30 Ocak 2013 Çarşamba

RÖPORTAJ / Gökhan Tepe - Kendim Gibi

Özellikle duygusal çalışmalarıyla pop müzik severlerin her daim ilgiyle takip ettiği başarılı isimlerinden Gökhan Tepe, 2012 yılını Kasım ayında yayımladığı son albümü "Kendim Gibi" ile kapattı. Tamamı akustik bir albüm olan "Kendim Gibi"yi anlatan Gökhan Tepe ile bundan sonraki planlarını ve müzik yolculuğundaki 20. yılında yapmak istediklerini konuştuk.

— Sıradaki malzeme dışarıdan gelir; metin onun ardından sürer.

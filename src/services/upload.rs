//! 文件上传服务 - 业务能力层
//!
//! 向导只认识 `DocumentUploader`，不关心文件最终存到哪里

use crate::clients::ApiClient;
use crate::error::{ApiError, AppError, AppResult, UploadError};
use crate::models::{FileHandle, UploadedDocument};
use futures::future::BoxFuture;
use std::sync::atomic::{AtomicU64, Ordering};
use std::sync::Arc;
use tracing::debug;

/// 文件上传协作者
pub trait DocumentUploader: Send + Sync {
    /// 上传文件，返回客户端文档记录
    fn upload<'a>(
        &'a self,
        file: FileHandle,
        document_key: &'a str,
    ) -> BoxFuture<'a, AppResult<UploadedDocument>>;
}

/// 本地模拟上传
///
/// 以时间戳生成 ID，以 `blob:` URL 代替真实地址
#[derive(Debug, Default)]
pub struct LocalUploader {
    counter: AtomicU64,
}

impl LocalUploader {
    pub fn new() -> Self {
        Self::default()
    }

    fn next_id(&self) -> String {
        let seq = self.counter.fetch_add(1, Ordering::Relaxed);
        format!("{}-{}", chrono::Utc::now().timestamp_millis(), seq)
    }
}

impl DocumentUploader for LocalUploader {
    fn upload<'a>(
        &'a self,
        file: FileHandle,
        document_key: &'a str,
    ) -> BoxFuture<'a, AppResult<UploadedDocument>> {
        Box::pin(async move {
            if file.size == 0 {
                return Err(UploadError::EmptyFile {
                    document_key: document_key.to_string(),
                    name: file.name,
                }
                .into());
            }

            let id = self.next_id();
            debug!("本地上传: {} -> {} ({} 字节)", file.name, id, file.size);

            Ok(UploadedDocument {
                key: document_key.to_string(),
                url: Some(format!("blob:local/{id}")),
                id,
                name: file.name,
                size: Some(file.size),
                mime_type: Some(file.mime_type),
            })
        })
    }
}

/// 通过后端文档接口上传
pub struct RemoteUploader {
    client: Arc<ApiClient>,
}

impl RemoteUploader {
    pub fn new(client: Arc<ApiClient>) -> Self {
        Self { client }
    }
}

impl DocumentUploader for RemoteUploader {
    fn upload<'a>(
        &'a self,
        file: FileHandle,
        document_key: &'a str,
    ) -> BoxFuture<'a, AppResult<UploadedDocument>> {
        Box::pin(async move {
            let name = file.name.clone();
            match self.client.upload_document(file, document_key).await {
                Err(AppError::Api(ApiError::BadResponse {
                    status, message, ..
                })) if (400..500).contains(&status) => Err(UploadError::Rejected {
                    document_key: document_key.to_string(),
                    name,
                    reason: message.unwrap_or_else(|| format!("HTTP {status}")),
                }
                .into()),
                other => other,
            }
        })
    }
}

#[cfg(test)]
mod tests {
    use super::*;

    #[tokio::test]
    async fn test_local_upload_keeps_name_and_unique_ids() {
        let uploader = LocalUploader::new();
        let a = uploader
            .upload(FileHandle::from_bytes("partida.pdf", vec![1; 10]), "partida_registral")
            .await
            .unwrap();
        let b = uploader
            .upload(FileHandle::from_bytes("partida.pdf", vec![1; 10]), "partida_registral")
            .await
            .unwrap();

        assert_eq!(a.name, "partida.pdf");
        assert_eq!(a.key, "partida_registral");
        assert_eq!(a.size, Some(10));
        assert!(a.url.as_deref().unwrap().starts_with("blob:"));
        assert_ne!(a.id, b.id);
    }

    #[tokio::test]
    async fn test_local_upload_rejects_empty_file() {
        let uploader = LocalUploader::new();
        let err = uploader
            .upload(FileHandle::from_bytes("vacio.pdf", vec![]), "fue")
            .await
            .unwrap_err();
        assert!(matches!(err, AppError::Upload(UploadError::EmptyFile { .. })));
    }
}
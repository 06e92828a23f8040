use crate::error::{AppResult, ConfigError};
use std::str::FromStr;
use std::time::Duration;

/// 上传方式
#[derive(Clone, Copy, Debug, PartialEq, Eq)]
pub enum UploadMode {
    /// 本地模拟上传（生成 blob URL）
    Local,
    /// 通过后端文档接口上传
    Remote,
}

impl UploadMode {
    pub fn as_str(self) -> &'static str {
        match self {
            UploadMode::Local => "local",
            UploadMode::Remote => "remote",
        }
    }
}

impl FromStr for UploadMode {
    type Err = ();

    fn from_str(s: &str) -> Result<Self, Self::Err> {
        match s.trim().to_ascii_lowercase().as_str() {
            "local" => Ok(UploadMode::Local),
            "remote" => Ok(UploadMode::Remote),
            _ => Err(()),
        }
    }
}

/// 保存失败时的处理方式
#[derive(Clone, Copy, Debug, PartialEq, Eq, Default)]
pub enum SaveFailurePolicy {
    /// 保留可重试的失败状态，供界面展示
    #[default]
    Report,
    /// 只记录日志，状态回到空闲（兼容旧行为）
    LogOnly,
}

impl FromStr for SaveFailurePolicy {
    type Err = ();

    fn from_str(s: &str) -> Result<Self, Self::Err> {
        match s.trim().to_ascii_lowercase().as_str() {
            "report" => Ok(SaveFailurePolicy::Report),
            "log_only" | "log-only" => Ok(SaveFailurePolicy::LogOnly),
            _ => Err(()),
        }
    }
}

/// 程序配置文件
#[derive(Clone, Debug)]
pub struct Config {
    /// 同时处理的草稿数量
    pub max_concurrent_drafts: usize,
    /// 草稿 TOML 文件存放目录
    pub drafts_folder: String,
    /// 是否显示详细日志
    pub verbose_logging: bool,
    /// 输出日志文件
    pub output_log_file: String,
    /// 保存失败记录文件
    pub failure_journal: String,
    // --- 后端 API 配置 ---
    pub api_base_url: String,
    pub api_token: String,
    pub request_timeout_secs: u64,
    // --- 向导行为 ---
    pub upload_mode: UploadMode,
    /// 校验提示条自动隐藏的秒数
    pub banner_timeout_secs: u64,
    pub save_failure_policy: SaveFailurePolicy,
}

impl Default for Config {
    fn default() -> Self {
        Self {
            max_concurrent_drafts: 4,
            drafts_folder: "drafts".to_string(),
            verbose_logging: false,
            output_log_file: "tramites.log".to_string(),
            failure_journal: "failed_saves.txt".to_string(),
            api_base_url: "http://localhost:8000/api".to_string(),
            api_token: String::new(),
            request_timeout_secs: 30,
            upload_mode: UploadMode::Local,
            banner_timeout_secs: 5,
            save_failure_policy: SaveFailurePolicy::Report,
        }
    }
}

impl Config {
    /// 从环境变量读取配置，无法解析的值退回默认值
    pub fn from_env() -> Self {
        let default = Self::default();
        Self {
            max_concurrent_drafts: parsed("MAX_CONCURRENT_DRAFTS").unwrap_or(default.max_concurrent_drafts),
            drafts_folder: std::env::var("DRAFTS_FOLDER").unwrap_or(default.drafts_folder),
            verbose_logging: parsed("VERBOSE_LOGGING").unwrap_or(default.verbose_logging),
            output_log_file: std::env::var("OUTPUT_LOG_FILE").unwrap_or(default.output_log_file),
            failure_journal: std::env::var("FAILURE_JOURNAL").unwrap_or(default.failure_journal),
            api_base_url: std::env::var("API_BASE_URL").unwrap_or(default.api_base_url),
            api_token: std::env::var("API_TOKEN").unwrap_or(default.api_token),
            request_timeout_secs: parsed("REQUEST_TIMEOUT_SECS").unwrap_or(default.request_timeout_secs),
            upload_mode: parsed("UPLOAD_MODE").unwrap_or(default.upload_mode),
            banner_timeout_secs: parsed("BANNER_TIMEOUT_SECS").unwrap_or(default.banner_timeout_secs),
            save_failure_policy: parsed("SAVE_FAILURE_MODE").unwrap_or(default.save_failure_policy),
        }
    }

    /// 从环境变量读取配置，遇到无法解析的值直接报错
    pub fn try_from_env() -> AppResult<Self> {
        Self::try_from_lookup(|name| std::env::var(name).ok())
    }

    /// 使用自定义查找函数读取配置（便于测试）
    pub fn try_from_lookup(lookup: impl Fn(&str) -> Option<String>) -> AppResult<Self> {
        let default = Self::default();
        Ok(Self {
            max_concurrent_drafts: strict(&lookup, "MAX_CONCURRENT_DRAFTS", "usize")?
                .unwrap_or(default.max_concurrent_drafts),
            drafts_folder: lookup("DRAFTS_FOLDER").unwrap_or(default.drafts_folder),
            verbose_logging: strict(&lookup, "VERBOSE_LOGGING", "bool")?
                .unwrap_or(default.verbose_logging),
            output_log_file: lookup("OUTPUT_LOG_FILE").unwrap_or(default.output_log_file),
            failure_journal: lookup("FAILURE_JOURNAL").unwrap_or(default.failure_journal),
            api_base_url: lookup("API_BASE_URL").unwrap_or(default.api_base_url),
            api_token: lookup("API_TOKEN").unwrap_or(default.api_token),
            request_timeout_secs: strict(&lookup, "REQUEST_TIMEOUT_SECS", "u64")?
                .unwrap_or(default.request_timeout_secs),
            upload_mode: strict(&lookup, "UPLOAD_MODE", "local|remote")?
                .unwrap_or(default.upload_mode),
            banner_timeout_secs: strict(&lookup, "BANNER_TIMEOUT_SECS", "u64")?
                .unwrap_or(default.banner_timeout_secs),
            save_failure_policy: strict(&lookup, "SAVE_FAILURE_MODE", "report|log_only")?
                .unwrap_or(default.save_failure_policy),
        })
    }

    /// 校验提示条的显示时长
    pub fn banner_timeout(&self) -> Duration {
        Duration::from_secs(self.banner_timeout_secs)
    }

    /// HTTP 请求超时
    pub fn request_timeout(&self) -> Duration {
        Duration::from_secs(self.request_timeout_secs)
    }
}

fn parsed<T: FromStr>(var_name: &str) -> Option<T> {
    std::env::var(var_name).ok().and_then(|v| v.parse().ok())
}

fn strict<T: FromStr>(
    lookup: &impl Fn(&str) -> Option<String>,
    var_name: &str,
    expected_type: &str,
) -> AppResult<Option<T>> {
    match lookup(var_name) {
        None => Ok(None),
        Some(value) => value.parse().map(Some).map_err(|_| {
            ConfigError::EnvVarParseFailed {
                var_name: var_name.to_string(),
                value,
                expected_type: expected_type.to_string(),
            }
            .into()
        }),
    }
}

#[cfg(test)]
mod tests {
    use super::*;
    use crate::error::AppError;
    use std::collections::HashMap;

    fn lookup_from(pairs: &[(&str, &str)]) -> impl Fn(&str) -> Option<String> {
        let map: HashMap<String, String> = pairs
            .iter()
            .map(|(k, v)| (k.to_string(), v.to_string()))
            .collect();
        move |name| map.get(name).cloned()
    }

    #[test]
    fn test_defaults_when_nothing_set() {
        let config = Config::try_from_lookup(|_| None).unwrap();
        assert_eq!(config.banner_timeout(), Duration::from_secs(5));
        assert_eq!(config.upload_mode, UploadMode::Local);
        assert_eq!(config.save_failure_policy, SaveFailurePolicy::Report);
    }

    #[test]
    fn test_overrides_are_applied() {
        let config = Config::try_from_lookup(lookup_from(&[
            ("UPLOAD_MODE", "remote"),
            ("SAVE_FAILURE_MODE", "log_only"),
            ("MAX_CONCURRENT_DRAFTS", "9"),
        ]))
        .unwrap();

        assert_eq!(config.upload_mode, UploadMode::Remote);
        assert_eq!(config.save_failure_policy, SaveFailurePolicy::LogOnly);
        assert_eq!(config.max_concurrent_drafts, 9);
    }

    #[test]
    fn test_bad_value_reports_variable() {
        let err = Config::try_from_lookup(lookup_from(&[("BANNER_TIMEOUT_SECS", "cinco")]))
            .unwrap_err();

        match err {
            AppError::Config(ConfigError::EnvVarParseFailed { var_name, value, .. }) => {
                assert_eq!(var_name, "BANNER_TIMEOUT_SECS");
                assert_eq!(value, "cinco");
            }
            other => panic!("unexpected error: {other}"),
        }
    }
}
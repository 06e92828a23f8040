//! 页头标题
//!
//! 进入向导时设置标题，`HeaderGuard` 释放时恢复之前的值。

use std::sync::{Arc, Mutex};
use tracing::debug;

#[derive(Debug, Clone, Default, PartialEq, Eq)]
pub struct Header {
    pub title: String,
    pub subtitle: String,
}

/// 进程内共享的页头状态
#[derive(Debug, Clone, Default)]
pub struct HeaderStore {
    inner: Arc<Mutex<Header>>,
}

impl HeaderStore {
    pub fn new() -> Self {
        Self::default()
    }

    pub fn current(&self) -> Header {
        match self.inner.lock() {
            Ok(header) => header.clone(),
            Err(poisoned) => poisoned.into_inner().clone(),
        }
    }

    fn replace(&self, header: Header) -> Header {
        let mut guard = match self.inner.lock() {
            Ok(guard) => guard,
            Err(poisoned) => poisoned.into_inner(),
        };
        std::mem::replace(&mut *guard, header)
    }

    /// 设置标题，返回的守卫释放时恢复之前的标题
    pub fn enter(&self, title: impl Into<String>, subtitle: impl Into<String>) -> HeaderGuard {
        let header = Header {
            title: title.into(),
            subtitle: subtitle.into(),
        };
        debug!("页头: {}", header.title);
        let previous = self.replace(header);
        HeaderGuard {
            store: self.clone(),
            previous: Some(previous),
        }
    }
}

pub struct HeaderGuard {
    store: HeaderStore,
    previous: Option<Header>,
}

impl Drop for HeaderGuard {
    fn drop(&mut self) {
        if let Some(previous) = self.previous.take() {
            self.store.replace(previous);
        }
    }
}
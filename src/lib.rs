//! # Trámites Wizard
//!
//! 市政审批手续的多步骤向导：按步骤收集表单、校验、上传文档并提交到后端
//!
//! ## 架构设计
//!
//! ### ① 基础设施层（Infrastructure）
//! - `infrastructure/` - 持有唯一的 HTTP 客户端，只暴露"发请求"的能力
//! - `clients/` - `ApiClient`，行政相对人 / 预项目 / 手续 / 文档接口
//!
//! ### ② 状态机（Wizard）
//! - `wizard/` - 通用向导控制器：字段、校验规则、导航、上传、保存
//! - `wizards/` - 七种具体手续的字段、步骤与规则，`AnyWizard` 统一分派
//!
//! ### ③ 业务能力层（Services）
//! - `DocumentUploader` - 本地模拟 / 远程上传
//! - `WizardPersistence` - 按手续类型保存
//! - `FailureJournal` - 记录保存失败
//!
//! ### ④ 流程层与编排层
//! - `workflow/` - 一份草稿的完整处理流程
//! - `orchestrator/` - 批量草稿处理，控制并发
//!
//! ## 模块结构

pub mod clients;
pub mod config;
pub mod error;
pub mod infrastructure;
pub mod logger;
pub mod models;
pub mod orchestrator;
pub mod services;
pub mod utils;
pub mod wizard;
pub mod wizards;
pub mod workflow;

// 重新导出常用类型
pub use config::Config;
pub use error::{AppError, AppResult};
pub use models::{Draft, ProcedureKind};
pub use orchestrator::{App, ProcessingStats};
pub use wizard::{WizardController, WizardDefinition, WizardSettings};
pub use wizards::AnyWizard;
pub use workflow::{DraftFlow, DraftOutcome};
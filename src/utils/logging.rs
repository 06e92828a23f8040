use anyhow::Result;
/// 日志工具模块
///
/// 提供运行日志文件与批次统计的输出函数
use std::fs;
use tracing::info;

/// 初始化日志文件
pub fn init_log_file(log_file_path: &str) -> Result<()> {
    let log_header = format!(
        "{}\n草稿处理日志 - {}\n{}\n\n",
        "=".repeat(60),
        chrono::Local::now().format("%Y-%m-%d %H:%M:%S"),
        "=".repeat(60)
    );
    fs::write(log_file_path, log_header)?;
    Ok(())
}

/// 记录程序启动信息
pub fn log_startup(max_concurrent: usize, api_base_url: &str, upload_mode: &str) {
    info!("{}", "=".repeat(60));
    info!("🚀 程序启动 - 批量草稿提交模式");
    info!("📊 最大并发数: {}", max_concurrent);
    info!("🌐 后端地址: {}", api_base_url);
    info!("📎 上传方式: {}", upload_mode);
    info!("{}", "=".repeat(60));
}

pub fn log_drafts_loaded(total: usize, max_concurrent: usize) {
    info!("✓ 找到 {} 份待处理的草稿", total);
    info!("📋 将以每批 {} 份的方式处理", max_concurrent);
    info!("💡 每批完成后再开始下一批\n");
}

/// 记录批次开始信息
///
/// # 参数
/// - `batch_num`: 批次编号
/// - `total_batches`: 批次总数
/// - `start`: 起始草稿编号
/// - `end`: 结束草稿编号
/// - `total`: 草稿总数
pub fn log_batch_start(batch_num: usize, total_batches: usize, start: usize, end: usize, total: usize) {
    info!("\n{}", "=".repeat(60));
    info!("📦 开始处理第 {}/{} 批", batch_num, total_batches);
    info!("📄 本批草稿: {}-{} / 共 {} 份", start, end, total);
    info!("{}", "=".repeat(60));
}

pub fn log_batch_complete(batch_num: usize, submitted: usize, total: usize) {
    info!("\n{}", "─".repeat(60));
    info!("✓ 第 {} 批完成: 已提交 {}/{}", batch_num, submitted, total);
    info!("{}", "─".repeat(60));
}

/// 打印最终统计信息
pub fn print_final_stats(
    submitted: usize,
    incomplete: usize,
    failed: usize,
    total: usize,
    log_file_path: &str,
) {
    info!("\n{}", "=".repeat(60));
    info!("📊 全部处理完成统计");
    info!(
        "完成时间: {}",
        chrono::Local::now().format("%Y-%m-%d %H:%M:%S")
    );
    info!("{}", "=".repeat(60));
    info!("✅ 已提交: {}/{}", submitted, total);
    info!("📝 未完成: {}", incomplete);
    info!("❌ 失败: {}", failed);
    info!("{}", "=".repeat(60));
    info!("\n日志已保存至: {}", log_file_path);
}

/// 截断长文本用于日志显示
///
/// # 参数
/// - `text`: 原始文本
/// - `max_len`: 最大长度（按字符计）
pub fn truncate_text(text: &str, max_len: usize) -> String {
    if text.chars().count() > max_len {
        text.chars().take(max_len).collect::<String>() + "..."
    } else {
        text.to_string()
    }
}
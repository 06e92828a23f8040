//! 编排层（Orchestration Layer）
//!
//! ## 职责
//!
//! 本层负责批量处理和流程调度。
//!
//! ## 模块划分
//!
//! ### `batch_processor` - 批量草稿处理器
//! - 管理应用生命周期（初始化、运行）
//! - 批量加载草稿（Vec<Draft>）
//! - 控制并发数量（Semaphore）
//! - 持有 API 客户端与协作者
//! - 输出全局统计信息
//!
//! ### `draft_processor` - 单份草稿处理器
//! - 构建草稿上下文
//! - 委托 DraftFlow 处理
//! - 输出单份草稿的结果
//!
//! ## 层次关系
//!
//! ```text
//! batch_processor (处理 Vec<Draft>)
//!     ↓
//! draft_processor (处理单份 Draft)
//!     ↓
//! workflow::DraftFlow (上传 → 逐步校验 → 保存 → 失败记录)
//!     ↓
//! wizards / wizard (状态机)
//!     ↓
//! services (能力层：upload / persistence / journal)
//!     ↓
//! clients + infrastructure (ApiClient / HttpExecutor)
//! ```

pub mod batch_processor;
pub mod draft_processor;

pub use batch_processor::{App, ProcessingStats};
pub use draft_processor::process_draft;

Öncelikle albümün hazırlık aşamasıyla başlayalım. Aslında çok da uzun sayılmayan, yaklaşık bir senelik bir ara verdiniz. Albümde yer alacak olan şarkıları hangi kriterlere göre seçtiniz?
Aslında temel anlamda hazırlık diye bir şey yok. Sürekli üretim halindeyiz. Albüm zamanı gelince de üretimlerden seçip albümü oluşturuyorum. 2012 yılının başlarında zaten beş altı şarkım vardı. Sözleri Şebnem Sungur ve Hakkı Yalçın tarafından yazılan. Sonra Serdar Arslan'ın şarkıları geldi. Ardından ben sözü ve müziği kendime ait şarkılarımı tamamladım. Sekiz beste, iki söz müzikle eşlik ettim albüme. Sekiz bestenin dördünün sözleri Şebnem Sungur'a, ikisi Hakkı Yalçın'a iki tanesi de bana ait. Serdar Aslan da iki şarkıyla repertuvarımızı tamamladı. Bu noktada da yine yola birlikte devam ettiğim, albümün müzik direktörlüğünü üstlenen, çok sevdiğim dostum Erhan Bayrak'la çalıştık ve tamamı akustik bir albüm yapma kararı aldık. Şöyle müzik dolu, tamamı akustik altyapılardan oluşan bir albüm Erhan'la uzun zamandır da hayalimizdi. Bu vesileyle bu isteğimize de kavuşmuş olduk.

Akustik albüm yapma isteğinizin altında artık olgunluk dönemine girmenizin bir etkisi olabilir mi?
Doğrudur. Biraz daha böyle takılıp, akustik çalışmalara devam edebilirim. Keyif veriyor tabii. Dünya standartlarını da takip ediyorum bir yandan. Dünyada ne oluyor ne bitiyor her şeyin farkındayım. "Böyle bir şeyler de yapalım." diye de heyecanlanmıyor değilim ama sanıyorum hem dinleyicinin hem de benim akustik devam etme isteğimiz var.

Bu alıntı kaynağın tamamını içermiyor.